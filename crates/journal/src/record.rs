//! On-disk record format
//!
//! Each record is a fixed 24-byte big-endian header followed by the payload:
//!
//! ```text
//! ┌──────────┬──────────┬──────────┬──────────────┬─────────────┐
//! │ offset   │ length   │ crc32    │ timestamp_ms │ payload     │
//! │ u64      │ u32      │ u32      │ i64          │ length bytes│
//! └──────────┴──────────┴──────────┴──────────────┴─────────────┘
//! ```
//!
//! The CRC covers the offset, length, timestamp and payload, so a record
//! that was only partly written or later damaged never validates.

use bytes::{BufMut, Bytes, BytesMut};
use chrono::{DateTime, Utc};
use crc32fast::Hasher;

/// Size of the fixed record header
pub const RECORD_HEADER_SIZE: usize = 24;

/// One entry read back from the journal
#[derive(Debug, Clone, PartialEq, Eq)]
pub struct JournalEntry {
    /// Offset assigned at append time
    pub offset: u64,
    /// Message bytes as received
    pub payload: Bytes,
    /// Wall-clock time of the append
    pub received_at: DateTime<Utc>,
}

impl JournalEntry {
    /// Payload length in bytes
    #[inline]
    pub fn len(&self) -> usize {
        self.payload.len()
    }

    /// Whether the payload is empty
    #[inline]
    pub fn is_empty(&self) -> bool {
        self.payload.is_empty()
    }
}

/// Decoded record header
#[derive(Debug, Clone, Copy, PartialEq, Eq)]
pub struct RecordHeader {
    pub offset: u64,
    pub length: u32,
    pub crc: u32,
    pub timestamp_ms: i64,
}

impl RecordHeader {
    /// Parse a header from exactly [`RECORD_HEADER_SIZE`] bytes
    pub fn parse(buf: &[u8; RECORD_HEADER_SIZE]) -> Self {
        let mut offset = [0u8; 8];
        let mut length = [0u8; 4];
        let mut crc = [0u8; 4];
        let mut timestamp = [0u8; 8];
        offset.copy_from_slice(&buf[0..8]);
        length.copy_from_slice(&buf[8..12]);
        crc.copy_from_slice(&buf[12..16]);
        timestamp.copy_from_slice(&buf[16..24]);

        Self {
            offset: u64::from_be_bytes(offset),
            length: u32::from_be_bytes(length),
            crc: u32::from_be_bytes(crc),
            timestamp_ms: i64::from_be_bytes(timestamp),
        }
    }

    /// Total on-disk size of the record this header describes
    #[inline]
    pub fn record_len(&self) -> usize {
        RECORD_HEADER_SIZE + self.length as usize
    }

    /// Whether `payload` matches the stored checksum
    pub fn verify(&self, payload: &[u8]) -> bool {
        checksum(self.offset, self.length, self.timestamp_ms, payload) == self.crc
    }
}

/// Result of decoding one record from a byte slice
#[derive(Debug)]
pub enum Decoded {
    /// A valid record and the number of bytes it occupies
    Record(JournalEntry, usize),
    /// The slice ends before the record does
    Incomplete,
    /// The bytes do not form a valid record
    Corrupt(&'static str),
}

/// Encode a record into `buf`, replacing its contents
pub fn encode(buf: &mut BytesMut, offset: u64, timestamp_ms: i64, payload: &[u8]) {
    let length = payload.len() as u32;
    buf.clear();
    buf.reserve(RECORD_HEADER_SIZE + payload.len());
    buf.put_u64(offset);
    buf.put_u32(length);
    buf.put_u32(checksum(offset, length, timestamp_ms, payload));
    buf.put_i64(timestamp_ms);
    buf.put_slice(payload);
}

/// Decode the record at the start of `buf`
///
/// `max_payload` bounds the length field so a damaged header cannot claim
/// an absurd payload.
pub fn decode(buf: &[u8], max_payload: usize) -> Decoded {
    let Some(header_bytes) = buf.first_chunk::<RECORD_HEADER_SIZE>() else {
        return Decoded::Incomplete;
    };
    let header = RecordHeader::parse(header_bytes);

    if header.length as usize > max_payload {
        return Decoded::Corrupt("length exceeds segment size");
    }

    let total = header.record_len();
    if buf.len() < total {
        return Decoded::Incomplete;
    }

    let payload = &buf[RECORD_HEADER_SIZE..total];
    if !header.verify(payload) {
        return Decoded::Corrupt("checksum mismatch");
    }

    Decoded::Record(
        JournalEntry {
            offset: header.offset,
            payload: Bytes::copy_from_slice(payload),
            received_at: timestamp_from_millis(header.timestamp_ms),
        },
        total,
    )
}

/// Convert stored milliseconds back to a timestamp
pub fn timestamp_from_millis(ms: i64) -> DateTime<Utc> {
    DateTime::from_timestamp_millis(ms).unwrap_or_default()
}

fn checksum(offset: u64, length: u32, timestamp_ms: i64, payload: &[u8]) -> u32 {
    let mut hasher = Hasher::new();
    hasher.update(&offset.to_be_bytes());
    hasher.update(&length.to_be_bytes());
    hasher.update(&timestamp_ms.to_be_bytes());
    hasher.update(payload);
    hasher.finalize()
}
________________
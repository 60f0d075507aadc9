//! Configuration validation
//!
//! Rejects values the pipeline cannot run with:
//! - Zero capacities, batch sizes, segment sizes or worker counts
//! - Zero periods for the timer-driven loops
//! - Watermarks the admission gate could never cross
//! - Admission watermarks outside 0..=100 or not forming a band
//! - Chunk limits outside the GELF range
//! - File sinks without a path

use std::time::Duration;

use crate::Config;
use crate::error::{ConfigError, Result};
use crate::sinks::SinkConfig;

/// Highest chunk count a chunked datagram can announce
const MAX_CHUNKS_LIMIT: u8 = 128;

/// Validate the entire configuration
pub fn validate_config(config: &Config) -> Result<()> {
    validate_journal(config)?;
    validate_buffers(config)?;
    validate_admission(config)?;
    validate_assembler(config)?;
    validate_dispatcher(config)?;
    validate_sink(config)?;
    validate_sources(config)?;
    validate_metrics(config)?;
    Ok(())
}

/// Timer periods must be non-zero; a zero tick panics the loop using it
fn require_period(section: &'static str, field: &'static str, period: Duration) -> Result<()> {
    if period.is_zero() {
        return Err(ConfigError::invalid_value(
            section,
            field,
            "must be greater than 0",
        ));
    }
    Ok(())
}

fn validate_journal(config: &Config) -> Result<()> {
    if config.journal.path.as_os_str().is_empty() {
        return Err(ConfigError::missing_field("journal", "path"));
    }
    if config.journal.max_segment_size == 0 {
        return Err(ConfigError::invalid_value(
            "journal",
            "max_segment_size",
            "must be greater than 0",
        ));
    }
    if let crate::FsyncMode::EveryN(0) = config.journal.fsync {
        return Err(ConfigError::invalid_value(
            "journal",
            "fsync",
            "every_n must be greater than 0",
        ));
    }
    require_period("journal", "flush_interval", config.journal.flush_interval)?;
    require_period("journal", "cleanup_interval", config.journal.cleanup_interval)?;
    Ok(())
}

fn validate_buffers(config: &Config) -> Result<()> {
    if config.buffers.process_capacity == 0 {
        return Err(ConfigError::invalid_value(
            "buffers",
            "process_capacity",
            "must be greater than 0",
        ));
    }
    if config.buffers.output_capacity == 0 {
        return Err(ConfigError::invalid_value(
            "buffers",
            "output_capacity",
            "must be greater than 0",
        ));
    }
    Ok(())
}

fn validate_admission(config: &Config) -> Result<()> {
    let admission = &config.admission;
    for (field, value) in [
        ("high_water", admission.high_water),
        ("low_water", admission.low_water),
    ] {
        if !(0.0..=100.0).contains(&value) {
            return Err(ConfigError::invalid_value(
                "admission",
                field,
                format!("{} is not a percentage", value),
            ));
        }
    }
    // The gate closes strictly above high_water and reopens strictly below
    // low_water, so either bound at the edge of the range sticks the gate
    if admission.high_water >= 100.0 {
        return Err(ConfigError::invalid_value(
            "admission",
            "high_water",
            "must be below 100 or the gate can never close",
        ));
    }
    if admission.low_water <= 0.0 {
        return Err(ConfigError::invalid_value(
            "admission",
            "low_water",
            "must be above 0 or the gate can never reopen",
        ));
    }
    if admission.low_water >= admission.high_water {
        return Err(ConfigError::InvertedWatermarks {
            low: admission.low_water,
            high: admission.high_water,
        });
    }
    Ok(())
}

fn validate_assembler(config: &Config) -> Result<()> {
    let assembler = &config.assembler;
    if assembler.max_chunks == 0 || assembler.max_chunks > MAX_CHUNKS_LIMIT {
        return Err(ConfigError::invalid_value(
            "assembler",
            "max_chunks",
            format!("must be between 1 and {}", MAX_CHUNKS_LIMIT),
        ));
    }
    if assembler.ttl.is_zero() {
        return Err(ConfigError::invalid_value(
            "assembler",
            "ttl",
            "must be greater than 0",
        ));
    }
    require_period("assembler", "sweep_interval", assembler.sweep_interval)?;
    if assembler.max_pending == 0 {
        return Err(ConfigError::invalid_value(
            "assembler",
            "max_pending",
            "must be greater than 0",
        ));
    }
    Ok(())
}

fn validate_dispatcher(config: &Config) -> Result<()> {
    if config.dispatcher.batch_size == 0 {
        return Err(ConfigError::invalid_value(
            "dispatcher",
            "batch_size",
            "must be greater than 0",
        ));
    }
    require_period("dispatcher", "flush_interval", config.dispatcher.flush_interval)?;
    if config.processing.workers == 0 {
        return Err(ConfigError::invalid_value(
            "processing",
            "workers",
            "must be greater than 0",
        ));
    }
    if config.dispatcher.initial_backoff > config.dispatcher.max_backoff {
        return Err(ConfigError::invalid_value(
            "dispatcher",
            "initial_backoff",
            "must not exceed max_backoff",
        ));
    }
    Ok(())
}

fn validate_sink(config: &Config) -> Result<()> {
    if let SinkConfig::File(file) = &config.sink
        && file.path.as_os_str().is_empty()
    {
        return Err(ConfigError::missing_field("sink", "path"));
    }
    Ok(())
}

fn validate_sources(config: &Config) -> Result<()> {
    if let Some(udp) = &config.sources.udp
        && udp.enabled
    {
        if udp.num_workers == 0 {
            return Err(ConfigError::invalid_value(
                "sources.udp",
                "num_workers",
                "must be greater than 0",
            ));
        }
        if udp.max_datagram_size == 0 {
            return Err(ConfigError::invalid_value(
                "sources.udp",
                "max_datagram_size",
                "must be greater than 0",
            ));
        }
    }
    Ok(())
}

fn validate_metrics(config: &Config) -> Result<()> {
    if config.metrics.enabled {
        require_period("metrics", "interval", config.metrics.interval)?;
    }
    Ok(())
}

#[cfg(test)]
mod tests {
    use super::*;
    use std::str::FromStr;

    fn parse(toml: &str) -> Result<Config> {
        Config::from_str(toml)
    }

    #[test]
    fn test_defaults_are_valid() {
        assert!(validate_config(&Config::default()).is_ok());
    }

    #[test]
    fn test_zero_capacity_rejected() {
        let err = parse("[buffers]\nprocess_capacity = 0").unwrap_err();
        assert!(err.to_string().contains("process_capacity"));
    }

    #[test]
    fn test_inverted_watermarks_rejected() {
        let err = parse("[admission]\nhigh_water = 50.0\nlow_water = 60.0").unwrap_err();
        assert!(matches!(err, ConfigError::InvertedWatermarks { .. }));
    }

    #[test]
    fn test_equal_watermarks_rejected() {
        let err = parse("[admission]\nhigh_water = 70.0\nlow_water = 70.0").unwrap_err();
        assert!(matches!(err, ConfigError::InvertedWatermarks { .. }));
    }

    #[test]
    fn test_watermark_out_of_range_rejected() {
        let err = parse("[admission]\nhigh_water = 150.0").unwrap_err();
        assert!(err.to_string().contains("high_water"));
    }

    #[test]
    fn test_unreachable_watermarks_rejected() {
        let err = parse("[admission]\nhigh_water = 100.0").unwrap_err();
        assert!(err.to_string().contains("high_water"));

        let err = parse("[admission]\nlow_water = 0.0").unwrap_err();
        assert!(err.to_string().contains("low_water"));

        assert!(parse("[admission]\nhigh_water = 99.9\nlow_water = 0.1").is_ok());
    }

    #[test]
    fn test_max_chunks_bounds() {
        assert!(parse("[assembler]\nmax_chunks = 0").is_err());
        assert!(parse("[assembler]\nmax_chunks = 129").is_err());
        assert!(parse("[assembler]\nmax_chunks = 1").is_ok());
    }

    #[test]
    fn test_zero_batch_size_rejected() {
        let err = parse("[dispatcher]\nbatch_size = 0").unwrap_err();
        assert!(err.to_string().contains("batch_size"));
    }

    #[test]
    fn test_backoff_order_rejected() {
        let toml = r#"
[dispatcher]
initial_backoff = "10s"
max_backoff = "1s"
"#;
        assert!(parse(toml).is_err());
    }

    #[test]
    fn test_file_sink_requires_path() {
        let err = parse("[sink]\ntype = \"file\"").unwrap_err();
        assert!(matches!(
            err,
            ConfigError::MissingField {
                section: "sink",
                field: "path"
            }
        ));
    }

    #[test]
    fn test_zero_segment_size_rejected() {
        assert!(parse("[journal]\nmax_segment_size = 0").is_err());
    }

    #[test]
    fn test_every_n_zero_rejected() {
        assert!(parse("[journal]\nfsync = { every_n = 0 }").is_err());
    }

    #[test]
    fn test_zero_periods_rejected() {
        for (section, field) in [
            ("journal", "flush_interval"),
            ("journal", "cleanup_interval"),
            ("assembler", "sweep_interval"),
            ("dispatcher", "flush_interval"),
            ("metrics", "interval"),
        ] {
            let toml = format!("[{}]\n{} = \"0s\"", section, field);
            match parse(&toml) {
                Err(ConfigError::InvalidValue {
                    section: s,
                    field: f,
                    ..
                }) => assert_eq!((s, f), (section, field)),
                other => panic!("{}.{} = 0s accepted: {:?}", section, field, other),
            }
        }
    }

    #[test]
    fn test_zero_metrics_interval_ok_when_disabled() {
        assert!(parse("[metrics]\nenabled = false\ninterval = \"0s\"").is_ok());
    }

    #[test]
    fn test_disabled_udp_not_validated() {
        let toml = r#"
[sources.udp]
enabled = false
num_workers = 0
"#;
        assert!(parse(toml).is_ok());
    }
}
________________
» **What is required**
Using the records above, write out exactly the lines between the one holding "filename crates/journal/src/record.rs" and the one holding "damaged never validates.", inclusive; leave everything else out.

» **Solution to the exercise**
filename crates/journal/src/record.rs
//! On-disk record format
//!
//! Each record is a fixed 24-byte big-endian header followed by the payload:
//!
//! ```text
//! ┌──────────┬──────────┬──────────┬──────────────┬─────────────┐
//! │ offset   │ length   │ crc32    │ timestamp_ms │ payload     │
//! │ u64      │ u32      │ u32      │ i64          │ length bytes│
//! └──────────┴──────────┴──────────┴──────────────┴─────────────┘
//! ```
//!
//! The CRC covers the offset, length, timestamp and payload, so a record
//! that was only partly written or later damaged never validates.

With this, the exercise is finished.